◆ REQUIREMENT
Every line holding the string "PointIndex" should be copied out of the listing.

◆ AVAILABLE DATA
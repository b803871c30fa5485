use ufoplot::spatial::PointIndex;

#[test]
fn nearest_picks_the_closer_of_two_points() {
    let index = PointIndex::build(&[(10.0, 10.0), (500.0, 500.0)]);
    assert_eq!(index.nearest(20.0, 20.0), Some(0));
    assert_eq!(index.nearest(400.0, 450.0), Some(1));
}

#[test]
fn nearest_always_answers_for_a_nonempty_index() {
    let index = PointIndex::build(&[(100.0, 700.0)]);
    // However far the query is, it attaches to the nearest point.
    assert_eq!(index.nearest(-10_000.0, 10_000.0), Some(0));
}

#[test]
fn empty_index_returns_none() {
    let index = PointIndex::build(&[]);
    assert_eq!(index.nearest(0.0, 0.0), None);
}

/// Deterministic LCG so the cross-check needs no external randomness.
fn pseudo_random_points(n: usize) -> Vec<(f32, f32)> {
    let mut state: u64 = 0x2545F491_4F6CDD1D;
    let mut next = || {
        state = state.wrapping_mul(6364136223846793005).wrapping_add(1442695040888963407);
        ((state >> 33) % 10_000) as f32 / 10.0
    };
    (0..n).map(|_| (next(), next())).collect()
}

fn brute_force_nearest(points: &[(f32, f32)], x: f32, y: f32) -> usize {
    let mut best = (f32::INFINITY, 0);
    for (i, &(px, py)) in points.iter().enumerate() {
        let d2 = (px - x) * (px - x) + (py - y) * (py - y);
        if d2 < best.0 {
            best = (d2, i);
        }
    }
    best.1
}

#[test]
fn kd_tree_agrees_with_brute_force() {
    let points = pseudo_random_points(257);
    let index = PointIndex::build(&points);
    assert_eq!(index.len(), 257);

    // Same generator seed as the indexed points, nudged off-grid so queries
    // never coincide with an indexed position.
    let queries: Vec<(f32, f32)> = pseudo_random_points(64)
        .iter()
        .map(|&(x, y)| (x + 3.7, y - 2.3))
        .collect();
    for &(qx, qy) in &queries {
        let expected = brute_force_nearest(&points, qx, qy);
        let got = index.nearest(qx, qy).unwrap();
        let (ex, ey) = points[expected];
        let (gx, gy) = points[got];
        let ed = (ex - qx).powi(2) + (ey - qy).powi(2);
        let gd = (gx - qx).powi(2) + (gy - qy).powi(2);
        // Equidistant points may legitimately differ in index.
        assert_eq!(gd, ed, "query ({qx},{qy}): got {got}, expected {expected}");
    }
}

#[test]
fn collinear_points_are_handled() {
    let points: Vec<(f32, f32)> = (0..50).map(|i| (i as f32 * 10.0, 400.0)).collect();
    let index = PointIndex::build(&points);
    assert_eq!(index.nearest(222.0, 0.0), Some(22));
    assert_eq!(index.nearest(-50.0, 400.0), Some(0));
    assert_eq!(index.nearest(10_000.0, 400.0), Some(49));
}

◆ SOLUTION TO THIS TASK
use ufoplot::spatial::PointIndex;
    let index = PointIndex::build(&[(10.0, 10.0), (500.0, 500.0)]);
    let index = PointIndex::build(&[(100.0, 700.0)]);
    let index = PointIndex::build(&[]);
    let index = PointIndex::build(&points);
    let index = PointIndex::build(&points);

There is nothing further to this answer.